## Work required
The lines wanted run from the first one below through the one with "and partial-aggregate combination". Return them exactly.

## Source data

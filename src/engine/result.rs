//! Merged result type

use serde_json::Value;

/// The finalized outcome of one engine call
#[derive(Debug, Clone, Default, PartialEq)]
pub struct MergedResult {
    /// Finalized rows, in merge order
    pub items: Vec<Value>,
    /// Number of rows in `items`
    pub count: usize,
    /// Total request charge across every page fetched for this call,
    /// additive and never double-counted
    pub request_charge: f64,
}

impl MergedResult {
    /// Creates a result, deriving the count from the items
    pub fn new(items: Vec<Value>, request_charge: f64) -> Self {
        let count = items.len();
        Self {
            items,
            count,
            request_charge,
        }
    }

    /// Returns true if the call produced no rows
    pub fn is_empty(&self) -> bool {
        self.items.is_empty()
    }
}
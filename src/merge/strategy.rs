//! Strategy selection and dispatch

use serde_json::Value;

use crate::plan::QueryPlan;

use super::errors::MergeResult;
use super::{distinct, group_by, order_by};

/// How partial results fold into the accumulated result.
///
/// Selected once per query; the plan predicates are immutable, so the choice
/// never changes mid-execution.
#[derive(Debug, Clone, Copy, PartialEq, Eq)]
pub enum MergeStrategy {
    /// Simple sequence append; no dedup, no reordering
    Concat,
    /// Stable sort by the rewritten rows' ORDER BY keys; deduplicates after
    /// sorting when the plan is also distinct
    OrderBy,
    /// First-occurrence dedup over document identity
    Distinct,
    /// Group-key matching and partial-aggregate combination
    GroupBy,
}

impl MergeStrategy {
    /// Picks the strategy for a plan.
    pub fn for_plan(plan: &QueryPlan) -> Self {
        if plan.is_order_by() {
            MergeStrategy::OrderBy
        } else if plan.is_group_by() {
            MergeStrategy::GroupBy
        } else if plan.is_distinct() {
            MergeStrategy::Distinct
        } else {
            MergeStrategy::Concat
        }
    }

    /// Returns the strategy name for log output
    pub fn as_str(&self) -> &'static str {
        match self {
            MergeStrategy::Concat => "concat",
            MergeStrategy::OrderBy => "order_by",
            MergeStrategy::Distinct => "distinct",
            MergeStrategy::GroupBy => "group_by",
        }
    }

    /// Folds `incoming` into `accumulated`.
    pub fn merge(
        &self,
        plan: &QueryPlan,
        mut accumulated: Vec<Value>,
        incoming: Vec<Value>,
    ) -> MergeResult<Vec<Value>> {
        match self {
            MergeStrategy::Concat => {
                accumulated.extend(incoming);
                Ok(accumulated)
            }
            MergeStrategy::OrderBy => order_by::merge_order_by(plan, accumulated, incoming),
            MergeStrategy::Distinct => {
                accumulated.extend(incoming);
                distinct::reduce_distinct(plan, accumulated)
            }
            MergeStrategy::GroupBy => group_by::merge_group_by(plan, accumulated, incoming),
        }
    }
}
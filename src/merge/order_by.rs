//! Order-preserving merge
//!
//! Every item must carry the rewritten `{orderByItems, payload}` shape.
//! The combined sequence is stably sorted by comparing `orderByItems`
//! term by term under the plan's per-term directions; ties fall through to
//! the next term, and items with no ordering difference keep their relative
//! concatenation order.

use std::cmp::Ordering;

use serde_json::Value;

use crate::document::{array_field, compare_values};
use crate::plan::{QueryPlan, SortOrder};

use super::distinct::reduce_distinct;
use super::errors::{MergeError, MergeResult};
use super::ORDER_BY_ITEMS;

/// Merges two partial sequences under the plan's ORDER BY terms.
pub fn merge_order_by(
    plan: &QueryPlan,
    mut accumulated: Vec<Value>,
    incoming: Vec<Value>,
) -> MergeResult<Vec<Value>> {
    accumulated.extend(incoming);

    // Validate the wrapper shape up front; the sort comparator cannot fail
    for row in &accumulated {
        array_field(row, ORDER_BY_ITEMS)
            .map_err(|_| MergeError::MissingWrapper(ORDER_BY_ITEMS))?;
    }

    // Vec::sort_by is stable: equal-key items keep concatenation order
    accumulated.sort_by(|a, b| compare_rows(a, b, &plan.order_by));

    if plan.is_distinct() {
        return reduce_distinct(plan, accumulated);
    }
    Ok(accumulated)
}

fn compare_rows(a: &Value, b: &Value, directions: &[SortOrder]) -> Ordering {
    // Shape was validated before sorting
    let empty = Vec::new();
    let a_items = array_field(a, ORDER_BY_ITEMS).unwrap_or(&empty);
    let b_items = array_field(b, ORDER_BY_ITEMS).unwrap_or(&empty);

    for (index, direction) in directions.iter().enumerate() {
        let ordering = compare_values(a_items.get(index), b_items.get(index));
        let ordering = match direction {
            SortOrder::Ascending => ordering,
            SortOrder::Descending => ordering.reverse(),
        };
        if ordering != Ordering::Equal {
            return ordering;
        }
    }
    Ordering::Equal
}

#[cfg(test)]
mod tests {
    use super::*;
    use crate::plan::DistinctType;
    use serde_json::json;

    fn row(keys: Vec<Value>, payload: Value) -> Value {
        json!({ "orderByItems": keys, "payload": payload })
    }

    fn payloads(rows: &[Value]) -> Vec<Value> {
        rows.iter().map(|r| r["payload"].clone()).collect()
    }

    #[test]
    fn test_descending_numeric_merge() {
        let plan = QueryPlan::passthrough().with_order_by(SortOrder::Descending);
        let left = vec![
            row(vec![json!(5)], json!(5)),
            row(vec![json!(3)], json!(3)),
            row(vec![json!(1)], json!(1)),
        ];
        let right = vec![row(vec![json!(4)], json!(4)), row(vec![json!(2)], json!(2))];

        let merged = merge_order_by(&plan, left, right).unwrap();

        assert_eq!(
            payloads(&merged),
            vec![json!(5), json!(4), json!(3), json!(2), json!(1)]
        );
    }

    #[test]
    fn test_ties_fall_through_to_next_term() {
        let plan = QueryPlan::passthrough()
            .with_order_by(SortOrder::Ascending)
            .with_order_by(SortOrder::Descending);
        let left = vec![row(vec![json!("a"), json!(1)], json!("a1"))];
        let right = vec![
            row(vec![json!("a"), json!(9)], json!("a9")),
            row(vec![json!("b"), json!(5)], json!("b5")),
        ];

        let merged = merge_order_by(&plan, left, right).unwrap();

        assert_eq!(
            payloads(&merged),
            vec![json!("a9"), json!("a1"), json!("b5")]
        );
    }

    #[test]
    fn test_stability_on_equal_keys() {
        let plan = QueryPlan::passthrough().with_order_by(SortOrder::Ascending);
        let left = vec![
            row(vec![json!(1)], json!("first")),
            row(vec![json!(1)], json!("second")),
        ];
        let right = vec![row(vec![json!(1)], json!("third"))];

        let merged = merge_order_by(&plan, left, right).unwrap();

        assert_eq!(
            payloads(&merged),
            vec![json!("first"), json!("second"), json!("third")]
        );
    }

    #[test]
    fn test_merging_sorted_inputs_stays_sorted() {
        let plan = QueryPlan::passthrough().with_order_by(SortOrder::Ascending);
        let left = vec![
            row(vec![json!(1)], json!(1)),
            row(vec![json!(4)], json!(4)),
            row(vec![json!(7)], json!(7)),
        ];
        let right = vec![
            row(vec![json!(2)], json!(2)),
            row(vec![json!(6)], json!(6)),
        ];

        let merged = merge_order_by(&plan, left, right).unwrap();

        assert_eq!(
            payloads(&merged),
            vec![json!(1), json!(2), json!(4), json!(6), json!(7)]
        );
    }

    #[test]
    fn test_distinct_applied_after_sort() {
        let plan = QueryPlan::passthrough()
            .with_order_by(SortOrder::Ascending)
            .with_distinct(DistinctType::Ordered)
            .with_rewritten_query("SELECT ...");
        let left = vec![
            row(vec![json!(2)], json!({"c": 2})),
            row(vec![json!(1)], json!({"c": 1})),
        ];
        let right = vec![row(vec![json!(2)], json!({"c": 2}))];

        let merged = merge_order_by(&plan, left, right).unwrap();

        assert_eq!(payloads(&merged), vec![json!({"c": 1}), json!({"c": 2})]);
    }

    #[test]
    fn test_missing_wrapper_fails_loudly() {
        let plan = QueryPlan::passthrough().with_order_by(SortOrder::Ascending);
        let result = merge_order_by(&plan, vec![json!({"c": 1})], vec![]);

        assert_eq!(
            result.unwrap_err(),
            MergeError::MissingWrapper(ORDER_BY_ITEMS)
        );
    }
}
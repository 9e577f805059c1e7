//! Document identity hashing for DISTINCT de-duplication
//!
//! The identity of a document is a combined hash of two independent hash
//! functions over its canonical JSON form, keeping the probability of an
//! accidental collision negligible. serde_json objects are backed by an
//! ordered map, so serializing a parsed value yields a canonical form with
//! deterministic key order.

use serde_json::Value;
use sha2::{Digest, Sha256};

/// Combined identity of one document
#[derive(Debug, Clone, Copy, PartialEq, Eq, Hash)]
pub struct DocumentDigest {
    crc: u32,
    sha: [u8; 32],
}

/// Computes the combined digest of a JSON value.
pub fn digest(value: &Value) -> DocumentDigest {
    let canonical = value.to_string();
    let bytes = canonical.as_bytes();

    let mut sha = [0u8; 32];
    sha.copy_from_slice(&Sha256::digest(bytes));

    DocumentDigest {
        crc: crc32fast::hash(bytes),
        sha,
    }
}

## Response below
filename src/engine/result.rs
//! Merged result type

use serde_json::Value;

/// The finalized outcome of one engine call
#[derive(Debug, Clone, Default, PartialEq)]
pub struct MergedResult {
    /// Finalized rows, in merge order
    pub items: Vec<Value>,
    /// Number of rows in `items`
    pub count: usize,
    /// Total request charge across every page fetched for this call,
    /// additive and never double-counted
    pub request_charge: f64,
}

impl MergedResult {
    /// Creates a result, deriving the count from the items
    pub fn new(items: Vec<Value>, request_charge: f64) -> Self {
        let count = items.len();
        Self {
            items,
            count,
            request_charge,
        }
    }

    /// Returns true if the call produced no rows
    pub fn is_empty(&self) -> bool {
        self.items.is_empty()
    }
}
filename src/merge/strategy.rs
//! Strategy selection and dispatch

use serde_json::Value;

use crate::plan::QueryPlan;

use super::errors::MergeResult;
use super::{distinct, group_by, order_by};

/// How partial results fold into the accumulated result.
///
/// Selected once per query; the plan predicates are immutable, so the choice
/// never changes mid-execution.
#[derive(Debug, Clone, Copy, PartialEq, Eq)]
pub enum MergeStrategy {
    /// Simple sequence append; no dedup, no reordering
    Concat,
    /// Stable sort by the rewritten rows' ORDER BY keys; deduplicates after
    /// sorting when the plan is also distinct
    OrderBy,
    /// First-occurrence dedup over document identity
    Distinct,
    /// Group-key matching and partial-aggregate combination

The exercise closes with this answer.